Affordable Access

Heterozygosity of p21WAF1/CIP1 enhances tumor cell proliferation and cyclin D1-associated kinase activity in a murine mammary cancer model.

Authors
  • Jones, J M
  • Cui, X S
  • Medina, D
  • Donehower, L A
Type
Published Article
Journal
Cell growth & differentiation : the molecular biology journal of the American Association for Cancer Research
Publisher
Philadelphia, PA : The Association
Publication Date
Apr 01, 1999
Volume
10
Issue
4
Pages
213–222
Identifiers
PMID: 10319991
Source
Medline
License
Unknown

Abstract

The p21(WAF1/cIP1) cyclin-dependent kinase (cdk) inhibitor is a regulator of the G(1)-S cell cycle checkpoint.

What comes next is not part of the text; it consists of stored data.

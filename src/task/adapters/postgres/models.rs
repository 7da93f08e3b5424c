//! Diesel row models for task tracking persistence.

use super::schema::{projects, tasks, users};
use crate::task::{
    domain::{
        Email, NewProject, NewTask, NewUser, PersistedProjectData, PersistedTaskData, Project,
        ProjectDetails, ProjectId, Role, Task, TaskId, TaskPriority, TaskStatus, TaskTitle, User,
        UserId,
    },
    ports::TaskStoreError,
};
use chrono::{DateTime, NaiveDate, Utc};
use diesel::prelude::*;

/// Query result row for user records.
#[derive(Debug, Clone, Queryable, Selectable)]
#[diesel(table_name = users)]
#[diesel(check_for_backend(diesel::pg::Pg))]
pub struct UserRow {
    /// Store-assigned identity.
    pub id: i64,
    /// Normalized email address.
    pub email: String,
    /// Canonical role name.
    pub role: String,
    /// Opaque credential hash.
    pub credential_hash: String,
}

/// Insert model for user records.
#[derive(Debug, Clone, Insertable)]
#[diesel(table_name = users)]
pub struct NewUserRow {
    /// Normalized email address.
    pub email: String,
    /// Canonical role name.
    pub role: String,
    /// Opaque credential hash.
    pub credential_hash: String,
}

/// Query result row for project records.
#[derive(Debug, Clone, Queryable, Selectable)]
#[diesel(table_name = projects)]
#[diesel(check_for_backend(diesel::pg::Pg))]
pub struct ProjectRow {
    /// Store-assigned identity.
    pub id: i64,
    /// Project name.
    pub name: String,
    /// Optional description.
    pub description: Option<String>,
    /// Owning user.
    pub owner_id: i64,
    /// Creation timestamp.
    pub created_at: DateTime<Utc>,
    /// Last update timestamp.
    pub updated_at: DateTime<Utc>,
}

/// Insert model for project records.
#[derive(Debug, Clone, Insertable)]
#[diesel(table_name = projects)]
pub struct NewProjectRow {
    /// Project name.
    pub name: String,
    /// Optional description.
    pub description: Option<String>,
    /// Owning user.
    pub owner_id: i64,
    /// Creation timestamp.
    pub created_at: DateTime<Utc>,
    /// Last update timestamp.
    pub updated_at: DateTime<Utc>,
}

/// Changeset for project edits.
#[derive(Debug, Clone, AsChangeset)]
#[diesel(table_name = projects)]
#[diesel(treat_none_as_null = true)]
pub struct ProjectChangeset {
    /// Project name.
    pub name: String,
    /// Optional description.
    pub description: Option<String>,
    /// Last update timestamp.
    pub updated_at: DateTime<Utc>,
}

/// Query result row for task records.
#[derive(Debug, Clone, Queryable, Selectable)]
#[diesel(table_name = tasks)]
#[diesel(check_for_backend(diesel::pg::Pg))]
pub struct TaskRow {
    /// Store-assigned identity.
    pub id: i64,
    /// Task title.
    pub title: String,
    /// Optional description.
    pub description: Option<String>,
    /// Canonical status name.
    pub status: String,
    /// Canonical priority name.
    pub priority: String,
    /// Optional due date.
    pub due_date: Option<NaiveDate>,
    /// Owning project.
    pub project_id: i64,
    /// Optional assigned user.
    pub assigned_user_id: Option<i64>,
    /// Creation timestamp.
    pub created_at: DateTime<Utc>,
    /// Last update timestamp.
    pub updated_at: DateTime<Utc>,
}

/// Insert model for task records.
#[derive(Debug, Clone, Insertable)]
#[diesel(table_name = tasks)]
pub struct NewTaskRow {
    /// Task title.
    pub title: String,
    /// Optional description.
    pub description: Option<String>,
    /// Canonical status name.
    pub status: String,
    /// Canonical priority name.
    pub priority: String,
    /// Optional due date.
    pub due_date: Option<NaiveDate>,
    /// Owning project.
    pub project_id: i64,
    /// Optional assigned user.
    pub assigned_user_id: Option<i64>,
    /// Creation timestamp.
    pub created_at: DateTime<Utc>,
    /// Last update timestamp.
    pub updated_at: DateTime<Utc>,
}

/// Changeset written by task saves.
///
/// Every column is written, so a cleared assignment becomes `NULL`.
#[derive(Debug, Clone, AsChangeset)]
#[diesel(table_name = tasks)]
#[diesel(treat_none_as_null = true)]
pub struct TaskChangeset {
    /// Task title.
    pub title: String,
    /// Optional description.
    pub description: Option<String>,
    /// Canonical status name.
    pub status: String,
    /// Canonical priority name.
    pub priority: String,
    /// Optional due date.
    pub due_date: Option<NaiveDate>,
    /// Optional assigned user.
    pub assigned_user_id: Option<i64>,
    /// Last update timestamp.
    pub updated_at: DateTime<Utc>,
}

impl TryFrom<UserRow> for User {
    type Error = TaskStoreError;

    fn try_from(row: UserRow) -> Result<Self, Self::Error> {
        let UserRow {
            id,
            email,
            role,
            credential_hash,
        } = row;
        let parsed_email = Email::new(email).map_err(TaskStoreError::persistence)?;
        let parsed_role = Role::try_from(role.as_str()).map_err(TaskStoreError::persistence)?;
        Ok(Self::from_persisted(
            UserId::new(id),
            parsed_email,
            parsed_role,
            credential_hash,
        ))
    }
}

impl From<&NewUser> for NewUserRow {
    fn from(user: &NewUser) -> Self {
        Self {
            email: user.email.as_str().to_owned(),
            role: user.role.as_str().to_owned(),
            credential_hash: user.credential_hash.clone(),
        }
    }
}

impl TryFrom<ProjectRow> for Project {
    type Error = TaskStoreError;

    fn try_from(row: ProjectRow) -> Result<Self, Self::Error> {
        let ProjectRow {
            id,
            name,
            description,
            owner_id,
            created_at,
            updated_at,
        } = row;
        let details = ProjectDetails::new(name, description).map_err(TaskStoreError::persistence)?;
        Ok(Self::from_persisted(PersistedProjectData {
            id: ProjectId::new(id),
            details,
            owner_id: UserId::new(owner_id),
            created_at,
            updated_at,
        }))
    }
}

impl From<&NewProject> for NewProjectRow {
    fn from(project: &NewProject) -> Self {
        Self {
            name: project.details.name().as_str().to_owned(),
            description: project.details.description().map(str::to_owned),
            owner_id: project.owner_id.value(),
            created_at: project.created_at,
            updated_at: project.created_at,
        }
    }
}

impl From<&Project> for ProjectChangeset {
    fn from(project: &Project) -> Self {
        Self {
            name: project.name().as_str().to_owned(),
            description: project.description().map(str::to_owned),
            updated_at: project.updated_at(),
        }
    }
}

impl TryFrom<TaskRow> for Task {
    type Error = TaskStoreError;

    fn try_from(row: TaskRow) -> Result<Self, Self::Error> {
        let TaskRow {
            id,
            title,
            description,
            status,
            priority,
            due_date,
            project_id,
            assigned_user_id,
            created_at,
            updated_at,
        } = row;
        let data = PersistedTaskData {
            id: TaskId::new(id),
            title: TaskTitle::new(title).map_err(TaskStoreError::persistence)?,
            description,
            status: TaskStatus::try_from(status.as_str()).map_err(TaskStoreError::persistence)?,
            priority: TaskPriority::try_from(priority.as_str())
                .map_err(TaskStoreError::persistence)?,
            due_date,
            project_id: ProjectId::new(project_id),
            assignee_id: assigned_user_id.map(UserId::new),
            created_at,
            updated_at,
        };
        Ok(Self::from_persisted(data))
    }
}

impl From<&NewTask> for NewTaskRow {
    fn from(task: &NewTask) -> Self {
        Self {
            title: task.title.as_str().to_owned(),
            description: task.description.clone(),
            status: task.status.as_str().to_owned(),
            priority: task.priority.as_str().to_owned(),
            due_date: task.due_date,
            project_id: task.project_id.value(),
            assigned_user_id: task.assignee_id.map(UserId::value),
            created_at: task.created_at,
            updated_at: task.created_at,
        }
    }
}

impl From<&Task> for TaskChangeset {
    fn from(task: &Task) -> Self {
        Self {
            title: task.title().as_str().to_owned(),
            description: task.description().map(str::to_owned),
            status: task.status().as_str().to_owned(),
            priority: task.priority().as_str().to_owned(),
            due_date: task.due_date(),
            assigned_user_id: task.assignee_id().map(UserId::value),
            updated_at: task.updated_at(),
        }
    }
}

Despite the importance of p21 in cell cycle inhibition, its role as a tumor suppressor is uncertain. p21 mutations are infrequent in human tumors, and p21 null mice exhibit no increased tumor incidence. To ascertain whether p21 could influence tumor formation or progression in the context of other oncogenic stimuli, we crossed p21-deficient mice with mammary tumor susceptible Wnt-1 transgenic mice. The p21+/+, p21+/-, and p21-/- Wnt-1 transgenic female offspring were monitored for mammary tumor incidence and growth rates. p21 status had no effect on the age at which mammary tumors formed. However, p21+/- mammary tumors grew significantly faster than p21+/+ and p21-/- mammary tumors. The increased growth rates were confirmed by mitotic index counts and by BrdUrd labelling assays, indicating that a significantly higher percentage of p21+/- tumor cells were in S phase and mitosis than their p21+/+ and p21-/- counterparts. Moreover, cyclin D1-associated phosphorylation of retinoblastoma protein was significantly increased in p21+/- tumor lysates compared with p21+/+ and p21-/- lysates. These results are consistent with data indicating that reduced levels of p21 can facilitate cyclin/cdk complex formation while enhancing cdk activity. Thus, a reduction of p21 dosage may promote tumor progression in the presence of other oncogenic initiators. The dependence of p21 on prior oncogenic stimuli for its tumor-promoting activities suggests that it may behave as a tumor modifier gene rather than as a tumor suppressor gene.